**Task to complete**
If a line in the records below contains the word "headers", return that line.

**Given records**
------------
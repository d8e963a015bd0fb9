use std::sync::Arc;

use bytes::Bytes;
use relay_core::prelude::*;
use rust_decimal::Decimal;
use serde_json::{Value, json};

use super::upstream::{ClientRequest, RelayError, build_consume_log, convert_request};
use crate::billing::Usage;
use crate::llm::{AIError, AIProvider, Caller, Dialect, Meta, MetaBag, Mode, RequestUsage, StreamInfo};
use crate::store::{Channel, ConditionalPrice, ModelConfig, Price, ProviderKind};
use crate::telemetry::AsyncLog;

fn channel(provider: ProviderKind, key: &str) -> Arc<Channel> {
	Arc::new(Channel {
		id: 3,
		name: strng::literal!("ch"),
		provider,
		base_url: None,
		key: strng::new(key),
		supported_modes: vec![],
		supported_models: vec![],
		priority: 0,
	})
}

fn meta(provider: ProviderKind, key: &str, mode: Mode, model: &str) -> Meta {
	let price = Price {
		input: Decimal::new(2, 6),
		output: Decimal::new(10, 6),
		..Default::default()
	};
	Meta {
		request_id: strng::literal!("req-42"),
		origin_model: strng::new(model),
		actual_model: strng::new(model),
		mode,
		channel: channel(provider, key),
		model_config: Arc::new(ModelConfig {
			name: strng::new(model),
			mode,
			owner: strng::literal!("test"),
			max_context_tokens: None,
			max_output_tokens: None,
			tool_choice: None,
			vision: None,
			price,
			conditional_prices: vec![ConditionalPrice {
				min_input_tokens: 1000,
				max_input_tokens: None,
				price: Price {
					input: Decimal::new(4, 6),
					output: Decimal::new(20, 6),
					..Default::default()
				},
			}],
			rpm: None,
		}),
		request_timeout: Duration::from_secs(30),
		request_usage: RequestUsage::default(),
		request_at: chrono::Utc::now(),
		retry_at: None,
		retry_times: 0,
		caller: Caller {
			group: strng::literal!("g1"),
			token_id: 5,
			token_name: strng::literal!("t1"),
			ip: strng::literal!("127.0.0.1"),
		},
		bag: MetaBag::default(),
	}
}

#[test]
fn client_requests_parse_per_dialect() {
	let chat = Bytes::from(r#"{"model":"gpt-4o","stream":true,"messages":[{"role":"user","content":"hi"}]}"#);
	let req = ClientRequest::parse(Mode::ChatCompletions, &chat, false).unwrap();
	assert_eq!(req.model(), Some("gpt-4o"));
	assert!(req.is_stream(false));
	assert!(req.count_tokens("gpt-4o").input_tokens > 0);

	let claude =
		Bytes::from(r#"{"model":"claude-sonnet-4-5","max_tokens":10,"messages":[{"role":"user","content":"hi"}]}"#);
	let req = ClientRequest::parse(Mode::Anthropic, &claude, false).unwrap();
	assert_eq!(req.model(), Some("claude-sonnet-4-5"));
	assert!(!req.is_stream(false));

	// Gemini stream-ness rides the route, not the body.
	let gem = Bytes::from(r#"{"contents":[{"role":"user","parts":[{"text":"hi"}]}]}"#);
	let req = ClientRequest::parse(Mode::Gemini, &gem, true).unwrap();
	assert!(req.is_stream(true));
	assert_eq!(req.model(), None);

	let bad = Bytes::from("not json");
	assert!(matches!(
		ClientRequest::parse(Mode::ChatCompletions, &bad, false),
		Err(AIError::RequestParsing(_))
	));
}

#[test]
fn identity_chat_conversion_applies_gateway_rules() {
	let m = meta(ProviderKind::OpenAi, "sk-x", Mode::ChatCompletions, "gpt-4o");
	let bytes = Bytes::from(
		r#"{"model":"alias-model","stream":true,"store":true,"messages":[{"role":"user","content":"hi"}],"custom_field":1}"#,
	);
	let mut req = ClientRequest::parse(Mode::ChatCompletions, &bytes, false).unwrap();
	let mut m = m;
	m.bag.stream = true;
	let provider = AIProvider::from_channel(&m.channel).unwrap();
	let out = convert_request(&provider, &m, &mut req, &Default::default()).unwrap();
	let v: Value = serde_json::from_slice(&out).unwrap();
	// model rewritten to the resolved one, store forced off, usage opted in
	assert_eq!(v["model"], "gpt-4o");
	assert_eq!(v["store"], false);
	assert_eq!(v["stream_options"]["include_usage"], true);
	// unknown fields survive the round trip
	assert_eq!(v["custom_field"], 1);
}

#[test]
fn vertex_claude_bodies_swap_model_for_version() {
	let m = meta(
		ProviderKind::VertexAi,
		"us-east5|proj|key",
		Mode::Anthropic,
		"claude-sonnet-4-5",
	);
	let bytes = Bytes::from(
		r#"{"model":"claude-sonnet-4-5","max_tokens":64,"messages":[{"role":"user","content":"hi"}]}"#,
	);
	let mut req = ClientRequest::parse(Mode::Anthropic, &bytes, false).unwrap();
	let provider = AIProvider::from_channel(&m.channel).unwrap();
	let out = convert_request(&provider, &m, &mut req, &Default::default()).unwrap();
	let v: Value = serde_json::from_slice(&out).unwrap();
	assert_eq!(v["anthropic_version"], "vertex-2023-10-16");
	assert!(v.get("model").is_none());
}

#[test]
fn unsupported_pairs_are_rejected() {
	let m = meta(
		ProviderKind::Anthropic,
		"sk-ant",
		Mode::Responses,
		"claude-sonnet-4-5",
	);
	let bytes = Bytes::from(r#"{"model":"claude-sonnet-4-5","input":"hi"}"#);
	let mut req = ClientRequest::parse(Mode::Responses, &bytes, false).unwrap();
	let provider = AIProvider::from_channel(&m.channel).unwrap();
	assert!(matches!(
		convert_request(&provider, &m, &mut req, &Default::default()),
		Err(AIError::UnsupportedConversion(_))
	));
}

#[test]
fn relay_error_bodies_are_dialect_shaped() {
	let err = RelayError::from_ai(&AIError::NoChannelAvailable, Dialect::Claude);
	assert_eq!(err.status.as_u16(), 503);
	let v: Value = serde_json::from_slice(&err.body).unwrap();
	assert_eq!(v["type"], "error");

	let resp = err.into_response();
	assert_eq!(resp.status().as_u16(), 503);
	assert_eq!(
		resp.headers().get(::http::header::CONTENT_TYPE).unwrap(),
		"application/json"
	);
	assert!(resp.headers().contains_key(::http::header::CONTENT_LENGTH));
}

#[test]
fn consume_log_normalizes_usage() {
	let mut m = meta(ProviderKind::OpenAi, "sk-x", Mode::ChatCompletions, "gpt-4o");
	m.request_usage = RequestUsage {
		input_tokens: 30,
		image_input_tokens: 0,
	};
	let log: AsyncLog<StreamInfo> = AsyncLog::default();
	log.store(Some(StreamInfo {
		usage: Usage {
			total_tokens: 100,
			..Default::default()
		},
		..Default::default()
	}));
	let entry = build_consume_log(&m, &log, 200, true);
	// total-only usage: input from the precomputed estimate, rest is output
	assert_eq!(entry.usage.input_tokens, 30);
	assert_eq!(entry.usage.output_tokens, 70);
	assert_eq!(
		entry.usage.total_tokens,
		entry.usage.input_tokens + entry.usage.output_tokens
	);
	// amount = 30 * 0.000002 + 70 * 0.000010
	assert_eq!(entry.amount, Decimal::new(760, 9) * Decimal::from(1000));
	assert_eq!(entry.group.as_str(), "g1");
	assert_eq!(entry.channel_id, 3);
	assert!(entry.downstream_result);
}

#[test]
fn consume_log_counts_tokens_post_hoc() {
	let mut m = meta(ProviderKind::OpenAi, "sk-x", Mode::ChatCompletions, "gpt-4o");
	m.request_usage = RequestUsage {
		input_tokens: 12,
		image_input_tokens: 3,
	};
	let log: AsyncLog<StreamInfo> = AsyncLog::default();
	log.store(Some(StreamInfo {
		completion: "the stream produced text but no usage event".to_string(),
		..Default::default()
	}));
	let entry = build_consume_log(&m, &log, 200, true);
	assert_eq!(entry.usage.input_tokens, 12);
	assert!(entry.usage.output_tokens > 0);
	assert_eq!(entry.usage.image_input_tokens, 3);
	assert_eq!(
		entry.usage.total_tokens,
		entry.usage.input_tokens + entry.usage.output_tokens
	);
}

#[test]
fn consume_log_selects_conditional_price() {
	let mut m = meta(ProviderKind::OpenAi, "sk-x", Mode::ChatCompletions, "gpt-4o");
	m.request_usage = RequestUsage::default();
	let log: AsyncLog<StreamInfo> = AsyncLog::default();
	log.store(Some(StreamInfo {
		usage: Usage {
			input_tokens: 2000,
			output_tokens: 10,
			total_tokens: 2010,
			..Default::default()
		},
		..Default::default()
	}));
	let entry = build_consume_log(&m, &log, 200, true);
	// 2000 input tokens falls in the conditional tier with doubled rates.
	assert_eq!(entry.price.input, Decimal::new(4, 6));
	assert_eq!(
		entry.amount,
		Decimal::from(2000) * Decimal::new(4, 6) + Decimal::from(10) * Decimal::new(20, 6)
	);
}
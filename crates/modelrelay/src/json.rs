use serde::Serialize;
use serde::de::DeserializeOwned;

/// Convert between two serde representations of the same JSON document.
/// Used to move between passthrough-preserving and fully typed views of a
/// wire format without touching unrelated fields.
pub fn convert<T: Serialize, U: DeserializeOwned>(t: &T) -> Result<U, serde_json::Error> {
	let v = serde_json::to_value(t)?;
	serde_json::from_value(v)
}

/// Serialize to a compact byte vector.
pub fn to_vec<T: Serialize>(t: &T) -> Result<Vec<u8>, serde_json::Error> {
	serde_json::to_vec(t)
}
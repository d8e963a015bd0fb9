//! Server-sent-event scanning and rewriting.
//!
//! Upstream bodies are consumed frame by frame; complete SSE events are
//! surfaced to a translator callback which emits zero or more rewritten
//! frames for the downstream body. The callback sees a terminal
//! [`Event::Done`] exactly once, either at the upstream `[DONE]` sentinel or
//! at end of stream, so it can flush buffered state and append its own
//! terminator.

use std::convert::Infallible;

use bytes::{Bytes, BytesMut};
use http_body_util::BodyExt;
use serde::Serialize;
use serde::de::DeserializeOwned;
use tracing::{debug, warn};

use crate::http::Body;

/// Scanner limit for ordinary chat streams.
pub const DEFAULT_BUFFER_LIMIT: usize = 262_144;
/// Image models inline base64 payloads into SSE events; allow much larger
/// frames for those.
pub const IMAGE_BUFFER_LIMIT: usize = 2_097_152;

pub const DONE_MESSAGE: &str = "[DONE]";

#[derive(thiserror::Error, Debug)]
pub enum SseError {
	#[error("sse frame exceeded buffer limit of {0} bytes")]
	Overflow(usize),
	#[error("invalid event payload: {0}")]
	Json(#[from] serde_json::Error),
}

/// One decoded wire frame: optional `event:` name plus joined `data:` lines.
#[derive(Debug, Clone, PartialEq, Eq)]
pub struct Frame {
	pub event: Option<String>,
	pub data: String,
}

/// Input to a stream translator.
pub enum Event<T> {
	Data(Result<T, SseError>),
	/// Upstream finished (explicit `[DONE]` or end of body). Delivered once.
	Done,
}

/// A rewritten frame ready to be written downstream.
pub struct OutFrame(Bytes);

impl OutFrame {
	pub fn data<T: Serialize>(v: &T) -> OutFrame {
		Self::encode(None, v)
	}

	pub fn event<T: Serialize>(name: &str, v: &T) -> OutFrame {
		Self::encode(Some(name), v)
	}

	pub fn done() -> OutFrame {
		OutFrame(Bytes::from_static(b"data: [DONE]\n\n"))
	}

	pub fn raw(bytes: Bytes) -> OutFrame {
		OutFrame(bytes)
	}

	fn encode<T: Serialize>(name: Option<&str>, v: &T) -> OutFrame {
		let json = match serde_json::to_vec(v) {
			Ok(j) => j,
			Err(e) => {
				debug!("failed to serialize sse frame: {e}");
				return OutFrame(Bytes::new());
			},
		};
		let mut b = BytesMut::with_capacity(json.len() + 32);
		if let Some(name) = name {
			b.extend_from_slice(b"event: ");
			b.extend_from_slice(name.as_bytes());
			b.extend_from_slice(b"\n");
		}
		b.extend_from_slice(b"data: ");
		b.extend_from_slice(&json);
		b.extend_from_slice(b"\n\n");
		OutFrame(b.freeze())
	}

	pub fn into_bytes(self) -> Bytes {
		self.0
	}
}

/// Incremental SSE frame scanner with a per-line size cap.
pub struct FrameParser {
	limit: usize,
	line: Vec<u8>,
	event: Option<String>,
	data: Vec<String>,
}

impl FrameParser {
	pub fn new(limit: usize) -> Self {
		let limit = if limit == 0 { DEFAULT_BUFFER_LIMIT } else { limit };
		FrameParser {
			limit,
			line: Vec::new(),
			event: None,
			data: Vec::new(),
		}
	}

	pub fn push(&mut self, chunk: &[u8], out: &mut Vec<Frame>) -> Result<(), SseError> {
		for &b in chunk {
			if b == b'\n' {
				self.end_line(out);
			} else {
				if self.line.len() >= self.limit {
					return Err(SseError::Overflow(self.limit));
				}
				self.line.push(b);
			}
		}
		Ok(())
	}

	/// Flush any trailing frame not terminated by a blank line.
	pub fn finish(&mut self, out: &mut Vec<Frame>) {
		if !self.line.is_empty() {
			self.end_line(out);
		}
		self.dispatch(out);
	}

	fn end_line(&mut self, out: &mut Vec<Frame>) {
		let mut line = std::mem::take(&mut self.line);
		if line.last() == Some(&b'\r') {
			line.pop();
		}
		if line.is_empty() {
			self.dispatch(out);
			return;
		}
		let line = String::from_utf8_lossy(&line);
		if let Some(v) = line.strip_prefix("data:") {
			self.data.push(v.strip_prefix(' ').unwrap_or(v).to_string());
		} else if let Some(v) = line.strip_prefix("event:") {
			self.event = Some(v.trim().to_string());
		}
		// Comments, `id:` and `retry:` fields are ignored.
	}

	fn dispatch(&mut self, out: &mut Vec<Frame>) {
		if self.data.is_empty() {
			self.event = None;
			return;
		}
		out.push(Frame {
			event: self.event.take(),
			data: std::mem::take(&mut self.data).join("\n"),
		});
	}
}

/// Rewrite an SSE body event by event. Each upstream `data:` payload is
/// decoded as `I` and handed to `f`, which returns the frames to emit.
/// `f(Event::Done)` is invoked exactly once for the flush.
pub fn json_transform_multi<I, F>(b: Body, limit: usize, mut f: F) -> Body
where
	I: DeserializeOwned,
	F: FnMut(Event<I>) -> Vec<OutFrame> + Send + 'static,
{
	let out = async_stream::stream! {
		let mut body = b;
		let mut parser = FrameParser::new(limit);
		let mut frames = Vec::new();
		let mut finished = false;
		'read: while let Some(frame) = body.frame().await {
			match frame {
				Ok(frame) => {
					let Ok(data) = frame.into_data() else {
						continue;
					};
					if let Err(e) = parser.push(&data, &mut frames) {
						warn!("sse scan failed: {e}");
						break 'read;
					}
				},
				Err(e) => {
					warn!("error reading upstream stream: {e}");
					break 'read;
				},
			}
			for frame in frames.drain(..) {
				if frame.data == DONE_MESSAGE {
					finished = true;
					for out in f(Event::Done) {
						let bytes = out.into_bytes();
						if !bytes.is_empty() {
							yield Ok::<Bytes, Infallible>(bytes);
						}
					}
					break 'read;
				}
				let parsed = serde_json::from_str::<I>(&frame.data).map_err(SseError::Json);
				for out in f(Event::Data(parsed)) {
					let bytes = out.into_bytes();
					if !bytes.is_empty() {
						yield Ok::<Bytes, Infallible>(bytes);
					}
				}
			}
		}
		if !finished {
			parser.finish(&mut frames);
			for frame in frames.drain(..) {
				if frame.data == DONE_MESSAGE {
					continue;
				}
				let parsed = serde_json::from_str::<I>(&frame.data).map_err(SseError::Json);
				for out in f(Event::Data(parsed)) {
					let bytes = out.into_bytes();
					if !bytes.is_empty() {
						yield Ok::<Bytes, Infallible>(bytes);
					}
				}
			}
			for out in f(Event::Done) {
				let bytes = out.into_bytes();
				if !bytes.is_empty() {
					yield Ok::<Bytes, Infallible>(bytes);
				}
			}
		}
	};
	Body::from_stream(out)
}

/// Single-out transform targeting OpenAI-shaped streams: every produced chunk
/// is written as a bare `data:` frame and the stream is closed with exactly
/// one `[DONE]` sentinel.
pub fn json_transform<I, O, F>(b: Body, limit: usize, mut f: F) -> Body
where
	I: DeserializeOwned,
	O: Serialize,
	F: FnMut(Result<I, SseError>) -> Option<O> + Send + 'static,
{
	json_transform_multi(b, limit, move |ev| match ev {
		Event::Data(r) => f(r).map(|o| vec![OutFrame::data(&o)]).unwrap_or_default(),
		Event::Done => vec![OutFrame::done()],
	})
}

/// Pass the body through byte-for-byte while surfacing each decoded event to
/// an observer. The observer sees `None` at end of stream.
pub fn json_passthrough<T, F>(b: Body, limit: usize, mut f: F) -> Body
where
	T: DeserializeOwned,
	F: FnMut(Option<Result<T, SseError>>) + Send + 'static,
{
	let out = async_stream::stream! {
		let mut body = b;
		let mut parser = FrameParser::new(limit);
		let mut frames = Vec::new();
		let mut broken = false;
		while let Some(frame) = body.frame().await {
			match frame {
				Ok(frame) => {
					let Ok(data) = frame.into_data() else {
						continue;
					};
					if !broken {
						if let Err(e) = parser.push(&data, &mut frames) {
							// Observation failed, but the bytes still flow through.
							debug!("sse scan failed: {e}");
							broken = true;
						}
						for frame in frames.drain(..) {
							if frame.data == DONE_MESSAGE {
								continue;
							}
							f(Some(serde_json::from_str::<T>(&frame.data).map_err(SseError::Json)));
						}
					}
					yield Ok::<Bytes, Infallible>(data);
				},
				Err(e) => {
					warn!("error reading upstream stream: {e}");
					break;
				},
			}
		}
		if !broken {
			parser.finish(&mut frames);
			for frame in frames.drain(..) {
				if frame.data == DONE_MESSAGE {
					continue;
				}
				f(Some(serde_json::from_str::<T>(&frame.data).map_err(SseError::Json)));
			}
		}
		f(None);
	};
	Body::from_stream(out)
}
use relay_core::prelude::*;

use super::{AIError, Mode};
use crate::store::Channel;

#[derive(Debug, Clone)]
pub struct Provider {
	pub base_url: Strng,
	pub key: Strng,
}

impl super::provider::ProviderName for Provider {
	const NAME: Strng = strng::literal!("streamlake");
}

pub const DEFAULT_BASE_URL: &str = "https://wanqing.streamlakeapi.com";

/// The upstream reports burst throttling as a 400 with this exact (sic)
/// message fragment.
const RATE_MESSAGE: &str = "Request rate increased too quickl";

impl Provider {
	pub fn new(channel: &Channel) -> Provider {
		Provider {
			base_url: channel
				.base_url
				.clone()
				.unwrap_or_else(|| strng::literal!(DEFAULT_BASE_URL)),
			key: channel.key.clone(),
		}
	}

	pub fn path_for(&self, mode: Mode) -> Option<&'static str> {
		match mode {
			Mode::ChatCompletions | Mode::Anthropic | Mode::Gemini => {
				Some("/api/gateway/v1/chat/completions")
			},
			_ => None,
		}
	}

	/// Rewrite the provider's disguised throttling error into a real 429.
	pub fn classify_error(&self, status: u16, body: &[u8]) -> Option<AIError> {
		if status == 400
			&& let Ok(text) = std::str::from_utf8(body)
			&& text.contains(RATE_MESSAGE)
		{
			return Some(AIError::RateLimited(
				"upstream request rate exceeded".to_string(),
			));
		}
		None
	}
}

#[cfg(test)]
mod tests {
	use super::*;
	use crate::store::ProviderKind;

	#[test]
	fn throttle_400_becomes_rate_limit() {
		let p = Provider::new(&Channel {
			id: 1,
			name: strng::literal!("sl"),
			provider: ProviderKind::StreamLake,
			base_url: None,
			key: strng::literal!("k"),
			supported_modes: vec![],
			supported_models: vec![],
			priority: 0,
		});
		let body = br#"{"error":{"message":"Request rate increased too quickl, please retry"}}"#;
		assert!(matches!(
			p.classify_error(400, body),
			Some(AIError::RateLimited(_))
		));
		assert!(p.classify_error(400, b"other").is_none());
		assert!(p.classify_error(500, body).is_none());
	}
}
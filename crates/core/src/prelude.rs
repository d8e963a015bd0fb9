pub use std::pin::Pin;
pub use std::sync::{Arc, Mutex};
pub use std::task::{Context, Poll, ready};
pub use std::time::{Duration, Instant};

pub use bytes::Bytes;
pub use tokio::sync::Mutex as AsyncMutex;
pub use tracing::{debug, error, info, trace, warn};

pub use crate::strng;
pub use crate::strng::Strng;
------------
**Exercise solution**
		resp.headers().get(::http::header::CONTENT_TYPE).unwrap(),
	assert!(resp.headers().contains_key(::http::header::CONTENT_LENGTH));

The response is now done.